**ASSIGNED TASK**
The lines below that include the word "NotifyClient" are to be reported.

____ DATA EXTRACTS

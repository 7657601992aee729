pub mod client;
pub mod extract;

use serde_json::Value;
use thiserror::Error;

use crate::core::draft::{DraftError, NotificationDraft};
use crate::core::view::NotificationView;
use client::NotifyClient;

/// Counts from one reconciliation cycle.
#[derive(Debug, Clone, Default, PartialEq, Eq)]
pub struct ReconcileStats {
    /// Rows newly appended to the view.
    pub inserted: usize,
    /// Existing rows whose status was rewritten.
    pub updated: usize,
    /// Records discarded for want of a usable id.
    pub skipped: usize,
}

/// What a create submission that reached the server came back with.
#[derive(Debug, Clone, PartialEq, Eq)]
pub enum CreateOutcome {
    /// The server reported an id; the row was inserted optimistically.
    Created { id: String, status: String },
    /// The server answered but reported no usable id.
    Rejected(String),
}

/// What a cancel request that reached the server came back with.
#[derive(Debug, Clone, PartialEq, Eq)]
pub enum CancelOutcome {
    Canceled,
    Rejected(String),
}

/// Failures that stop a create submission before an outcome exists.
#[derive(Debug, Clone, Error, PartialEq, Eq)]
pub enum CreateError {
    /// Local precondition failure; no network call was made.
    #[error("{0}")]
    Invalid(#[from] DraftError),
    #[error("network error: {0}")]
    Network(String),
}

/// Merge one collection payload into the view: normalize the wrapper shape,
/// then upsert each record with a usable id, in source order. Later records
/// for the same id win within a batch.
pub fn apply_records(view: &mut NotificationView, payload: &Value) -> ReconcileStats {
    let mut stats = ReconcileStats::default();
    for record in extract::records(payload) {
        let Some(id) = extract::id(record) else {
            stats.skipped += 1;
            continue;
        };
        if view.upsert(&id, &extract::status(record)) {
            stats.inserted += 1;
        } else {
            stats.updated += 1;
        }
    }
    stats
}

/// One full pull-and-merge cycle. A transport failure is logged and leaves
/// the view untouched — the refresh is a background action, not something
/// the user asked for.
pub async fn reconcile(client: &NotifyClient, view: &mut NotificationView) -> ReconcileStats {
    match client.list().await {
        Ok(payload) => {
            let stats = apply_records(view, &payload);
            log::info!(
                "Reconciled {} rows: {} inserted, {} updated, {} skipped",
                view.len(),
                stats.inserted,
                stats.updated,
                stats.skipped
            );
            stats
        }
        Err(e) => {
            log::warn!("Failed to load notifications: {}", e);
            ReconcileStats::default()
        }
    }
}

/// Fold a create response into the view. With a recognizable id the row is
/// inserted optimistically, without waiting for the next reconciliation
/// cycle (which will then update it in place rather than duplicate it).
pub fn apply_create_response(view: &mut NotificationView, response: &Value) -> CreateOutcome {
    match extract::created_id(response) {
        Some(id) => {
            let status = extract::created_status(response);
            view.upsert(&id, &status);
            log::info!("Created notification {} ({})", id, status);
            CreateOutcome::Created { id, status }
        }
        None => CreateOutcome::Rejected(extract::error_message(response)),
    }
}

/// Submit a draft. Validation runs first, so a precondition failure aborts
/// before any network call; a transport failure leaves the view untouched.
pub async fn create(
    client: &NotifyClient,
    view: &mut NotificationView,
    draft: &NotificationDraft,
) -> Result<CreateOutcome, CreateError> {
    draft.validate()?;
    let response = client
        .create(&draft.to_payload())
        .await
        .map_err(CreateError::Network)?;
    Ok(apply_create_response(view, &response))
}

/// Fold a cancel response into the view. On a truthy success indicator only
/// the target row flips to canceled, via the narrow direct mutation — the
/// row is known to exist because the action originated from it. Anything
/// else leaves the view untouched and surfaces the server's message.
pub fn apply_cancel_response(
    view: &mut NotificationView,
    id: &str,
    response: &Value,
) -> CancelOutcome {
    if extract::success_flag(response) {
        view.mark_canceled(id);
        log::info!("Canceled notification {}", id);
        CancelOutcome::Canceled
    } else {
        CancelOutcome::Rejected(extract::error_message(response))
    }
}

/// Request cancellation of one notification. A transport failure is the
/// error; an application-level refusal is a `Rejected` outcome.
pub async fn cancel(
    client: &NotifyClient,
    view: &mut NotificationView,
    id: &str,
) -> Result<CancelOutcome, String> {
    let response = client.cancel(id).await?;
    Ok(apply_cancel_response(view, id, &response))
}

/// Fetch one notification's status (`GET ?id=`), unwrapping the `result`
/// envelope the backend responds with.
pub async fn query_status(client: &NotifyClient, id: &str) -> Result<String, String> {
    let response = client.status(id).await?;
    match extract::result_text(&response) {
        Some(status) => Ok(status),
        None => Err(extract::error_message(&response)),
    }
}

#[cfg(test)]
mod tests {
    use super::*;
    use serde_json::json;

    #[test]
    fn wrapped_collection_produces_rows() {
        let mut view = NotificationView::new();
        let stats = apply_records(&mut view, &json!({"notifications": [{"id": 1, "status": "created"}]}));

        assert_eq!(stats, ReconcileStats { inserted: 1, updated: 0, skipped: 0 });
        let row = view.get("1").unwrap();
        assert_eq!(row.status, "created");
        assert!(!row.action_disabled);
        assert!(view.is_visible());
    }

    #[test]
    fn subsequent_pull_updates_in_place() {
        let mut view = NotificationView::new();
        apply_records(&mut view, &json!([{"id": 1, "status": "created"}]));
        let stats = apply_records(&mut view, &json!([{"id": 1, "status": "canceled"}]));

        assert_eq!(stats, ReconcileStats { inserted: 0, updated: 1, skipped: 0 });
        assert_eq!(view.len(), 1);
        let row = view.get("1").unwrap();
        assert_eq!(row.status, "canceled");
        assert!(row.action_disabled);
    }

    #[test]
    fn casing_variants_merge_into_one_row() {
        let mut view = NotificationView::new();
        apply_records(&mut view, &json!([{"ID": 7, "Status": "sent"}]));
        apply_records(&mut view, &json!([{"id": 7, "status": "sent"}]));

        assert_eq!(view.len(), 1);
        assert_eq!(view.get("7").unwrap().status, "sent");
    }

    #[test]
    fn later_records_win_within_a_batch() {
        let mut view = NotificationView::new();
        let stats = apply_records(
            &mut view,
            &json!([{"id": 5, "status": "pending"}, {"ID": 5, "Status": "sent"}]),
        );

        assert_eq!(stats, ReconcileStats { inserted: 1, updated: 1, skipped: 0 });
        assert_eq!(view.len(), 1);
        assert_eq!(view.get("5").unwrap().status, "sent");
    }

    #[test]
    fn idless_records_are_skipped_not_fatal() {
        let mut view = NotificationView::new();
        let stats = apply_records(
            &mut view,
            &json!([{"status": "sent"}, {"id": 2, "status": "pending"}, null]),
        );

        assert_eq!(stats, ReconcileStats { inserted: 1, updated: 0, skipped: 2 });
        assert_eq!(view.len(), 1);
    }

    #[test]
    fn unrecognized_payload_leaves_existing_rows_alone() {
        let mut view = NotificationView::new();
        view.upsert("1", "pending");
        let before = view.rows().to_vec();

        let stats = apply_records(&mut view, &json!({"foo": [{"id": 9}]}));
        assert_eq!(stats, ReconcileStats::default());
        assert_eq!(view.rows(), before.as_slice());
    }

    #[test]
    fn missing_status_yields_unknown_row() {
        let mut view = NotificationView::new();
        apply_records(&mut view, &json!([{"id": 3}]));
        assert_eq!(view.get("3").unwrap().status, "unknown");
    }

    #[test]
    fn create_response_inserts_optimistically() {
        let mut view = NotificationView::new();
        let outcome = apply_create_response(&mut view, &json!({"result": "abc-1"}));

        assert_eq!(
            outcome,
            CreateOutcome::Created { id: "abc-1".into(), status: "created".into() }
        );
        assert_eq!(view.get("abc-1").unwrap().status, "created");
    }

    #[test]
    fn create_response_nested_wrapper_is_accepted() {
        let mut view = NotificationView::new();
        let outcome =
            apply_create_response(&mut view, &json!({"created": {"ID": 9}, "status": "pending"}));

        assert_eq!(
            outcome,
            CreateOutcome::Created { id: "9".into(), status: "pending".into() }
        );
    }

    #[test]
    fn create_rejection_mutates_nothing() {
        let mut view = NotificationView::new();
        let outcome = apply_create_response(&mut view, &json!({"error": "unsupported channel"}));

        assert_eq!(outcome, CreateOutcome::Rejected("unsupported channel".into()));
        assert!(view.is_empty());

        let outcome = apply_create_response(&mut view, &json!("boom"));
        assert_eq!(outcome, CreateOutcome::Rejected("boom".into()));
        assert!(view.is_empty());
    }

    #[test]
    fn cancel_success_disables_only_that_row() {
        let mut view = NotificationView::new();
        view.upsert("5", "pending");
        view.upsert("6", "pending");

        let outcome = apply_cancel_response(&mut view, "5", &json!({"result": true}));
        assert_eq!(outcome, CancelOutcome::Canceled);

        let canceled = view.get("5").unwrap();
        assert_eq!(canceled.status, "canceled");
        assert!(canceled.action_disabled);
        assert_eq!(view.get("6").unwrap().status, "pending");
    }

    #[test]
    fn cancel_rejection_leaves_the_row_unchanged() {
        let mut view = NotificationView::new();
        view.upsert("5", "sent");

        let outcome =
            apply_cancel_response(&mut view, "5", &json!({"result": false, "error": "already sent"}));
        assert_eq!(outcome, CancelOutcome::Rejected("already sent".into()));

        let row = view.get("5").unwrap();
        assert_eq!(row.status, "sent");
        assert!(!row.action_disabled);
    }

    #[test]
    fn cancel_without_indicator_is_a_rejection() {
        let mut view = NotificationView::new();
        view.upsert("5", "pending");

        let outcome = apply_cancel_response(&mut view, "5", &json!({}));
        assert_eq!(outcome, CancelOutcome::Rejected("unknown error".into()));
        assert_eq!(view.get("5").unwrap().status, "pending");
    }

    #[test]
    fn create_error_messages_read_like_user_text() {
        let err = CreateError::Invalid(DraftError::MissingRecipients);
        assert_eq!(err.to_string(), "email address is required");
        let err = CreateError::Network("POST failed: timed out".into());
        assert_eq!(err.to_string(), "network error: POST failed: timed out");
    }
}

________

**ANSWER TO THE EXERCISE**
use client::NotifyClient;
pub async fn reconcile(client: &NotifyClient, view: &mut NotificationView) -> ReconcileStats {
    client: &NotifyClient,
    client: &NotifyClient,
pub async fn query_status(client: &NotifyClient, id: &str) -> Result<String, String> {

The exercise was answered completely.